Task statement — Copy out the lines of the records below, and only those lines, from the one with "let c1 = Arc::clone(&counter1);" through the one with "assert_eq!(counter1.load(Ordering::SeqCst), 2);", exactly as they appear.

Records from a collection
//! P0 Event System Core Tests
//!
//! Tests for the core event system functionality including:
//! - Empty collections
//! - Adding and emitting events
//! - Multiple listeners
//! - Event data verification
//! - Large numbers of listeners

use std::sync::Arc;
use std::sync::atomic::{AtomicUsize, Ordering};
use std::time::Instant;
use vericache_core::events::{EventListeners, FnListener, CacheEvent};

#[derive(Debug, Clone)]
struct TestEvent {
    name: String,
    timestamp: Instant,
    event_type: &'static str,
}

impl CacheEvent for TestEvent {
    fn event_type(&self) -> &'static str {
        self.event_type
    }

    fn timestamp(&self) -> Instant {
        self.timestamp
    }

    fn component_name(&self) -> &str {
        &self.name
    }
}

#[test]
fn empty_listeners_collection() {
    let listeners: EventListeners<TestEvent> = EventListeners::new();
    assert!(listeners.is_empty());
    assert_eq!(listeners.len(), 0);
}

#[test]
fn add_listener_increases_len() {
    let mut listeners = EventListeners::new();
    assert_eq!(listeners.len(), 0);

    listeners.add(FnListener::new(|_: &TestEvent| {}));
    assert_eq!(listeners.len(), 1);
    assert!(!listeners.is_empty());

    listeners.add(FnListener::new(|_: &TestEvent| {}));
    assert_eq!(listeners.len(), 2);

    listeners.add(FnListener::new(|_: &TestEvent| {}));
    assert_eq!(listeners.len(), 3);
}

#[test]
fn emit_to_empty_listeners_does_not_panic() {
    let listeners: EventListeners<TestEvent> = EventListeners::new();
    let event = TestEvent {
        name: "test".to_string(),
        timestamp: Instant::now(),
        event_type: "test_event",
    };

    // Should not panic
    listeners.emit(&event);
}

#[test]
fn single_listener_receives_event() {
    let counter = Arc::new(AtomicUsize::new(0));
    let counter_clone = Arc::clone(&counter);

    let mut listeners = EventListeners::new();
    listeners.add(FnListener::new(move |_: &TestEvent| {
        counter_clone.fetch_add(1, Ordering::SeqCst);
    }));

    let event = TestEvent {
        name: "test".to_string(),
        timestamp: Instant::now(),
        event_type: "test_event",
    };

    listeners.emit(&event);
    assert_eq!(counter.load(Ordering::SeqCst), 1);
}

#[test]
fn multiple_listeners_all_called() {
    let counter1 = Arc::new(AtomicUsize::new(0));
    let counter2 = Arc::new(AtomicUsize::new(0));
    let counter3 = Arc::new(AtomicUsize::new(0));

    let c1 = Arc::clone(&counter1);
    let c2 = Arc::clone(&counter2);
    let c3 = Arc::clone(&counter3);

    let mut listeners = EventListeners::new();
    listeners.add(FnListener::new(move |_: &TestEvent| {
        c1.fetch_add(1, Ordering::SeqCst);
    }));
    listeners.add(FnListener::new(move |_: &TestEvent| {
        c2.fetch_add(2, Ordering::SeqCst);
    }));
    listeners.add(FnListener::new(move |_: &TestEvent| {
        c3.fetch_add(3, Ordering::SeqCst);
    }));

    let event = TestEvent {
        name: "test".to_string(),
        timestamp: Instant::now(),
        event_type: "test_event",
    };

    listeners.emit(&event);
    assert_eq!(counter1.load(Ordering::SeqCst), 1);
    assert_eq!(counter2.load(Ordering::SeqCst), 2);
    assert_eq!(counter3.load(Ordering::SeqCst), 3);

    // Emit again to verify listeners can be called multiple times
    listeners.emit(&event);
    assert_eq!(counter1.load(Ordering::SeqCst), 2);
    assert_eq!(counter2.load(Ordering::SeqCst), 4);
    assert_eq!(counter3.load(Ordering::SeqCst), 6);
}

#[test]
fn listener_receives_correct_event_data() {
    let received_name = Arc::new(std::sync::Mutex::new(String::new()));
    let received_type = Arc::new(std::sync::Mutex::new(String::new()));
    let received_timestamp = Arc::new(std::sync::Mutex::new(None));

    let name_clone = Arc::clone(&received_name);
    let type_clone = Arc::clone(&received_type);
    let timestamp_clone = Arc::clone(&received_timestamp);

    let mut listeners = EventListeners::new();
    listeners.add(FnListener::new(move |event: &TestEvent| {
        *name_clone.lock().unwrap() = event.component_name().to_string();
        *type_clone.lock().unwrap() = event.event_type().to_string();
        *timestamp_clone.lock().unwrap() = Some(event.timestamp());
    }));

    let now = Instant::now();
    let event = TestEvent {
        name: "circuit-breaker-1".to_string(),
        timestamp: now,
        event_type: "state_transition",
    };

    listeners.emit(&event);

    assert_eq!(*received_name.lock().unwrap(), "circuit-breaker-1");
    assert_eq!(*received_type.lock().unwrap(), "state_transition");
    assert_eq!(received_timestamp.lock().unwrap().unwrap(), now);
}

#[test]
fn event_with_different_data_types() {
    #[derive(Debug)]
    struct ComplexEvent {
        name: String,
        timestamp: Instant,
        value: i64,
        flag: bool,
        data: Vec<u8>,
    }

    impl CacheEvent for ComplexEvent {
        fn event_type(&self) -> &'static str {
            "complex"
        }

        fn timestamp(&self) -> Instant {
            self.timestamp
        }

        fn component_name(&self) -> &str {
            &self.name
        }
    }

    let received_value = Arc::new(AtomicUsize::new(0));
    let received_flag = Arc::new(std::sync::Mutex::new(false));
    let received_data = Arc::new(std::sync::Mutex::new(Vec::new()));

    let value_clone = Arc::clone(&received_value);
    let flag_clone = Arc::clone(&received_flag);
    let data_clone = Arc::clone(&received_data);

    let mut listeners = EventListeners::new();
    listeners.add(FnListener::new(move |event: &ComplexEvent| {
        received_value.store(event.value as usize, Ordering::SeqCst);
        *flag_clone.lock().unwrap() = event.flag;
        *data_clone.lock().unwrap() = event.data.clone();
    }));

    let event = ComplexEvent {
        name: "test".to_string(),
        timestamp: Instant::now(),
        value: 42,
        flag: true,
        data: vec![1, 2, 3, 4, 5],
    };

    listeners.emit(&event);

    assert_eq!(value_clone.load(Ordering::SeqCst), 42);
    assert_eq!(*received_flag.lock().unwrap(), true);
    assert_eq!(*received_data.lock().unwrap(), vec![1, 2, 3, 4, 5]);
}

#[test]
fn default_trait_creates_empty_collection() {
    let listeners: EventListeners<TestEvent> = EventListeners::default();
    assert!(listeners.is_empty());
    assert_eq!(listeners.len(), 0);

    // Should work the same as new()
    let listeners2: EventListeners<TestEvent> = EventListeners::new();
    assert_eq!(listeners.len(), listeners2.len());
}

#[test]
fn clone_creates_independent_copy() {
    let counter = Arc::new(AtomicUsize::new(0));
    let counter_clone = Arc::clone(&counter);

    let mut listeners = EventListeners::new();
    listeners.add(FnListener::new(move |_: &TestEvent| {
        counter_clone.fetch_add(1, Ordering::SeqCst);
    }));

    let listeners_copy = listeners.clone();

    let event = TestEvent {
        name: "test".to_string(),
        timestamp: Instant::now(),
        event_type: "test_event",
    };

    // Both should call the same listener (Arc-shared)
    listeners.emit(&event);
    assert_eq!(counter.load(Ordering::SeqCst), 1);

    listeners_copy.emit(&event);
    assert_eq!(counter.load(Ordering::SeqCst), 2);

    // Adding to one doesn't affect the other
    listeners.add(FnListener::new(|_: &TestEvent| {}));
    assert_eq!(listeners.len(), 2);
    assert_eq!(listeners_copy.len(), 1);
}

#[test]
fn large_number_of_listeners() {
    let counter = Arc::new(AtomicUsize::new(0));
    let mut listeners = EventListeners::new();

    // Add 150 listeners
    for i in 0..150 {
        let counter_clone = Arc::clone(&counter);
        listeners.add(FnListener::new(move |_: &TestEvent| {
            counter_clone.fetch_add(1, Ordering::SeqCst);
        }));
        assert_eq!(listeners.len(), i + 1);
    }

    assert_eq!(listeners.len(), 150);
    assert!(!listeners.is_empty());

    let event = TestEvent {
        name: "test".to_string(),
        timestamp: Instant::now(),
        event_type: "test_event",
    };

    listeners.emit(&event);
    assert_eq!(counter.load(Ordering::SeqCst), 150);

    // Emit again
    listeners.emit(&event);
    assert_eq!(counter.load(Ordering::SeqCst), 300);
}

Answer —
    let c1 = Arc::clone(&counter1);
    let c2 = Arc::clone(&counter2);
    let c3 = Arc::clone(&counter3);

    let mut listeners = EventListeners::new();
    listeners.add(FnListener::new(move |_: &TestEvent| {
        c1.fetch_add(1, Ordering::SeqCst);
    }));
    listeners.add(FnListener::new(move |_: &TestEvent| {
        c2.fetch_add(2, Ordering::SeqCst);
    }));
    listeners.add(FnListener::new(move |_: &TestEvent| {
        c3.fetch_add(3, Ordering::SeqCst);
    }));

    let event = TestEvent {
        name: "test".to_string(),
        timestamp: Instant::now(),
        event_type: "test_event",
    };

    listeners.emit(&event);
    assert_eq!(counter1.load(Ordering::SeqCst), 1);
    assert_eq!(counter2.load(Ordering::SeqCst), 2);
    assert_eq!(counter3.load(Ordering::SeqCst), 3);

    // Emit again to verify listeners can be called multiple times
    listeners.emit(&event);
    assert_eq!(counter1.load(Ordering::SeqCst), 2);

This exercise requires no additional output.